Anuj Gupta, vice president (commodity and currency) of IIFL Securities, said that international and domestic factors contributed to the fall in gold prices. Generally, there is a slowdown in the bullion market in July as there is no wedding season in India this month. This has led to a decrease in gold demand. He said gold should remain in the international market as long as it trades above 50 1750 for 50 ounces.

Those who invested in these shares became wealthy, becoming a millionaire in 12 years

The strong support level for gold prices in the Indian market is Rs 46,500 per 10 grams. If this level does not break in gold, investors will have to panic. In the short term, gold is worth Rs 48,500 per ten grams. At the same time, by Diwali, the price of gold could go up to 52,500. If you are investing for the long term, gold is still the safest and best option to invest, which is to make a good return. According to experts, gold prices will rise in the next few days, so this is a great investment opportunity for you.

Received negative returns so far this year

So far this year, gold has had a negative return on investors. Investors received more than two per cent negative returns on gold. At the same time, in 2020, gold gave investors a 25 percent bumper return. In such a situation, experts expect that the festive season is expected to accelerate. During this time, investors can make good money.

9000 from the highest price

Gold prices in Indian markets have fallen below its highest price of Rs 9000. The price of gold declined by Rs 9000 to Rs 5,826 per 10 grams compared to August 2020. Last year, gold prices reached 56,200 per 10 grams.

12930 from silver high

79,980 per kg of all-time high silver. Similarly, silver is also cheaper from its highs around Rs 12930.

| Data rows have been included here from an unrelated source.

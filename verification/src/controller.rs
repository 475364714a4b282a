//! The verification controller: owns the UI store and drives lookups.

use legit_backend::{HttpBackend, LedgerBackend, LookupReply, TransportError};
use legit_types::ProductId;
use std::sync::{Arc, Mutex, MutexGuard, PoisonError};

use crate::classify::classify;
use crate::coalesce::{InFlightLookups, LookupResult};
use crate::config::ClientConfig;
use crate::outcome::{SuspicionReason, VerificationOutcome};
use crate::render::{render_alert, render_badge, AlertView, BadgeView};
use crate::state::{BadgeState, ResultSlot, UiState, UiStore};
use crate::VerificationError;

/// Runs verification attempts and keeps the resulting UI state.
///
/// Attempts for different slots touch disjoint state and may run
/// concurrently. Two attempts on the same slot are not ordered: each
/// writes the slot when its reply arrives, so the later reply wins. The
/// store lock is never held across the lookup.
pub struct VerificationController {
    backend: Arc<dyn LedgerBackend>,
    store: Mutex<UiStore>,
    in_flight: Option<InFlightLookups>,
}

impl VerificationController {
    pub fn new(backend: Arc<dyn LedgerBackend>) -> Self {
        Self {
            backend,
            store: Mutex::new(UiStore::new()),
            in_flight: None,
        }
    }

    /// Build a controller talking HTTP to `config.backend_url`.
    pub fn from_config(config: &ClientConfig) -> Result<Self, VerificationError> {
        let backend = HttpBackend::with_timeout(&config.backend_url, config.request_timeout())?;
        let controller = Self::new(Arc::new(backend));
        Ok(if config.coalesce_in_flight {
            controller.with_coalescing()
        } else {
            controller
        })
    }

    /// Share in-flight lookups between concurrent attempts for one product.
    pub fn with_coalescing(mut self) -> Self {
        self.in_flight = Some(InFlightLookups::new());
        self
    }

    pub fn backend(&self) -> &Arc<dyn LedgerBackend> {
        &self.backend
    }

    /// Verify `raw_id` and show the result in `slot`.
    ///
    /// A blank id yields [`VerificationOutcome::InvalidInput`] without a
    /// lookup. Network failures and malformed replies are logged and leave
    /// the slot on its loading message; the badge is not touched.
    pub async fn verify(&self, slot: ResultSlot, raw_id: &str) -> VerificationOutcome {
        let product_id = match ProductId::parse(raw_id) {
            Ok(id) => id,
            Err(_) => {
                let outcome = VerificationOutcome::InvalidInput;
                if let Some(state) = UiState::for_outcome(&outcome) {
                    self.store().set_slot(slot, state);
                }
                return outcome;
            }
        };

        self.store().set_slot(slot.clone(), UiState::loading());

        let result = self.lookup(&product_id).await;
        let outcome = classify(&result);

        {
            let mut store = self.store();
            if let Some(badge) = outcome.badge() {
                store.set_badge(product_id.clone(), badge);
            }
            if let Some(state) = UiState::for_outcome(&outcome) {
                store.set_slot(slot.clone(), state);
            }
        }

        log_outcome(&slot, &product_id, &outcome, &result);
        outcome
    }

    /// Verify a listed product in its own slot.
    pub async fn verify_listed(&self, product_id: &ProductId) -> VerificationOutcome {
        self.verify(ResultSlot::Product(product_id.clone()), product_id.as_str())
            .await
    }

    pub fn ui_state(&self, slot: &ResultSlot) -> UiState {
        self.store().slot(slot)
    }

    pub fn badge(&self, product_id: &ProductId) -> BadgeState {
        self.store().badge(product_id)
    }

    pub fn alert(&self, slot: &ResultSlot) -> Option<AlertView> {
        render_alert(&self.ui_state(slot))
    }

    pub fn badge_view(&self, product_id: &ProductId) -> Option<BadgeView> {
        render_badge(self.badge(product_id))
    }

    /// A copy of the whole store.
    pub fn snapshot(&self) -> UiStore {
        self.store().clone()
    }

    async fn lookup(&self, product_id: &ProductId) -> LookupResult {
        tracing::debug!(product_id = %product_id, backend = self.backend.name(), "dispatching lookup");
        match &self.in_flight {
            Some(in_flight) => in_flight.lookup(&self.backend, product_id).await,
            None => self.backend.fetch_product_details(product_id).await,
        }
    }

    fn store(&self) -> MutexGuard<'_, UiStore> {
        self.store.lock().unwrap_or_else(PoisonError::into_inner)
    }
}

/// Every failed lookup is logged exactly once.
fn log_outcome(
    slot: &ResultSlot,
    product_id: &ProductId,
    outcome: &VerificationOutcome,
    result: &Result<LookupReply, TransportError>,
) {
    let Some(reason) = outcome.reason() else {
        tracing::info!(%slot, product_id = %product_id, "product verified on ledger");
        return;
    };

    let detail = match (reason, result) {
        (_, Err(e)) => e.to_string(),
        (SuspicionReason::MalformedResponse, Ok(reply)) => {
            format!("HTTP {} with unparseable body", reply.status)
        }
        (_, Ok(reply)) => format!("HTTP {}", reply.status),
    };

    tracing::error!(
        %slot,
        product_id = %product_id,
        reason = reason.as_str(),
        detail = %detail,
        "verification error"
    );
}
//! UI state for verification attempts, held as plain data.

use legit_types::ProductId;
use serde::{Deserialize, Serialize};
use std::collections::HashMap;
use std::fmt;

use crate::outcome::{Severity, VerificationOutcome};

/// Message shown while a lookup is in flight.
pub const LOADING_MESSAGE: &str = "Verifying product on blockchain...";

/// A result panel on the page.
#[derive(Clone, Debug, PartialEq, Eq, Hash, Serialize, Deserialize)]
#[serde(rename_all = "snake_case")]
pub enum ResultSlot {
    /// The free-text input with its verify button.
    Main,
    /// The container of one listed product.
    Product(ProductId),
}

impl fmt::Display for ResultSlot {
    fn fmt(&self, f: &mut fmt::Formatter<'_>) -> fmt::Result {
        match self {
            Self::Main => f.write_str("main"),
            Self::Product(id) => write!(f, "product:{id}"),
        }
    }
}

/// What one result panel currently shows.
#[derive(Clone, Debug, Default, PartialEq, Eq, Serialize, Deserialize)]
#[serde(tag = "state", rename_all = "snake_case")]
pub enum UiState {
    /// Nothing verified yet; the panel is hidden.
    #[default]
    Idle,
    /// A lookup was dispatched. Severity is always info.
    Loading { message: String },
    /// A terminal result.
    Result {
        outcome: VerificationOutcome,
        severity: Severity,
    },
}

impl UiState {
    pub fn loading() -> Self {
        Self::Loading {
            message: LOADING_MESSAGE.to_string(),
        }
    }

    /// The terminal state for `outcome`, or `None` for silent failures.
    pub fn for_outcome(outcome: &VerificationOutcome) -> Option<Self> {
        outcome.severity().map(|severity| Self::Result {
            outcome: outcome.clone(),
            severity,
        })
    }

    pub fn severity(&self) -> Option<Severity> {
        match self {
            Self::Idle => None,
            Self::Loading { .. } => Some(Severity::Info),
            Self::Result { severity, .. } => Some(*severity),
        }
    }

    pub fn is_loading(&self) -> bool {
        matches!(self, Self::Loading { .. })
    }
}

/// Last-known verification status of a listed product.
#[derive(Clone, Copy, Debug, Default, PartialEq, Eq, Hash, Serialize, Deserialize)]
#[serde(rename_all = "snake_case")]
pub enum BadgeState {
    #[default]
    Hidden,
    LegitVerified,
    Suspicious,
}

/// Every slot's [`UiState`] and every product's [`BadgeState`].
///
/// Absent entries read as `Idle` / `Hidden`. Badges never revert on their
/// own: only a later lookup for the same product overwrites one.
#[derive(Clone, Debug, Default, PartialEq, Eq)]
pub struct UiStore {
    slots: HashMap<ResultSlot, UiState>,
    badges: HashMap<ProductId, BadgeState>,
}

impl UiStore {
    pub fn new() -> Self {
        Self::default()
    }

    pub fn slot(&self, slot: &ResultSlot) -> UiState {
        self.slots.get(slot).cloned().unwrap_or_default()
    }

    pub fn set_slot(&mut self, slot: ResultSlot, state: UiState) {
        self.slots.insert(slot, state);
    }

    pub fn badge(&self, product_id: &ProductId) -> BadgeState {
        self.badges.get(product_id).copied().unwrap_or_default()
    }

    pub fn set_badge(&mut self, product_id: ProductId, badge: BadgeState) {
        self.badges.insert(product_id, badge);
    }

    /// Products whose badge has been written, in no particular order.
    pub fn badges(&self) -> impl Iterator<Item = (&ProductId, &BadgeState)> {
        self.badges.iter()
    }
}

#[cfg(test)]
mod tests {
    use super::*;

    fn id(raw: &str) -> ProductId {
        ProductId::parse(raw).unwrap()
    }

    #[test]
    fn empty_store_reads_idle_and_hidden() {
        let store = UiStore::new();
        assert_eq!(store.slot(&ResultSlot::Main), UiState::Idle);
        assert_eq!(store.badge(&id("ANY")), BadgeState::Hidden);
    }

    #[test]
    fn slots_are_independent() {
        let mut store = UiStore::new();
        store.set_slot(ResultSlot::Product(id("A")), UiState::loading());
        assert!(store.slot(&ResultSlot::Product(id("A"))).is_loading());
        assert_eq!(store.slot(&ResultSlot::Product(id("B"))), UiState::Idle);
        assert_eq!(store.slot(&ResultSlot::Main), UiState::Idle);
    }

    #[test]
    fn badge_overwrite_is_last_write() {
        let mut store = UiStore::new();
        store.set_badge(id("A"), BadgeState::Suspicious);
        store.set_badge(id("A"), BadgeState::LegitVerified);
        assert_eq!(store.badge(&id("A")), BadgeState::LegitVerified);
        assert_eq!(store.badges().count(), 1);
    }

    #[test]
    fn loading_is_info() {
        assert_eq!(UiState::loading().severity(), Some(Severity::Info));
        assert_eq!(UiState::Idle.severity(), None);
    }

    #[test]
    fn silent_outcomes_have_no_terminal_state() {
        assert_eq!(UiState::for_outcome(&VerificationOutcome::network_error()), None);
        assert_eq!(
            UiState::for_outcome(&VerificationOutcome::InvalidInput),
            Some(UiState::Result {
                outcome: VerificationOutcome::InvalidInput,
                severity: Severity::Warning,
            })
        );
    }
}
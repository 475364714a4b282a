//! Nullable infrastructure for deterministic testing.
//!
//! Inspired by the "A-frame architecture" pattern: every external
//! dependency (here the backend service and the log sink) sits behind a
//! trait or a layer, and this crate provides implementations that:
//! - Return scripted or catalogue-driven values
//! - Can be controlled and inspected programmatically
//! - Never touch the network
//!
//! Usage: swap [`NullBackend`] or [`SimulatedBackend`] in for
//! `HttpBackend`, and install a [`LogCapture`] to assert on log events.

pub mod backend;
pub mod logs;
pub mod simulated;

pub use backend::{NullBackend, ScriptedReply};
pub use logs::{CapturedEvent, LogCapture};
pub use simulated::SimulatedBackend;
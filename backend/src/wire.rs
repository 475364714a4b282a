//! JSON bodies exchanged with the backend, apart from the lookup reply
//! itself (see [`legit_types::ProductDetails`]).

use serde::{Deserialize, Serialize};

#[derive(Clone, Debug, PartialEq, Eq, Serialize, Deserialize)]
pub struct RegisterProductRequest {
    pub product_id: String,
}

/// The contract requires `current_owner_public_key` to authorize the move.
#[derive(Clone, Debug, PartialEq, Eq, Serialize, Deserialize)]
pub struct TransferOwnershipRequest {
    pub product_id: String,
    pub current_owner_public_key: String,
    pub new_owner_public_key: String,
}

/// Reply to a state-changing call.
///
/// `cli_output` is whatever the contract invocation printed; it is opaque.
#[derive(Clone, Debug, PartialEq, Eq, Serialize, Deserialize)]
pub struct OperationReceipt {
    pub status: String,
    pub message: String,
    #[serde(default)]
    pub cli_output: String,
}

#[derive(Debug, Deserialize)]
pub(crate) struct WelcomeResponse {
    pub message: String,
}

/// Error body of a non-2xx reply (`{"detail": "..."}`).
#[derive(Debug, Deserialize)]
pub(crate) struct ErrorBody {
    pub detail: serde_json::Value,
}

/// Extract a readable reason from a non-2xx body, falling back to the raw text.
pub(crate) fn error_detail(body: &str) -> String {
    match serde_json::from_str::<ErrorBody>(body) {
        Ok(ErrorBody {
            detail: serde_json::Value::String(s),
        }) => s,
        Ok(ErrorBody { detail }) => detail.to_string(),
        Err(_) => body.trim().to_string(),
    }
}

Gold imports are many times higher

Imports of gold, which affect the country’s current account deficit, increased to $ 7.9 billion (Rs 58,572.99 crore) in the April-June quarter of 2021. This jump is due to the low base of the comparison. According to statistics from the Commerce Ministry, gold imports declined to 8 688 million rupees ($ 5,208.41 crore) in the same period last year due to the spread of the Corana virus and strict lock-down. Landed. Due to the increase in gold imports during the April-June period of the current financial year, the country’s trade deficit, the gap between imports and exports, has increased to nearly 31 billion.

800-900 tons of gold imports annually

India is the largest importer of gold, mainly imported into the country to meet the demand of the jewelery industry. India imports 800-900 tonnes of gold annually. In the first three months of the current fiscal, exports of gems and jewelery rose to 1 9.1 billion, up from 7 2.7 billion in the same quarter last year.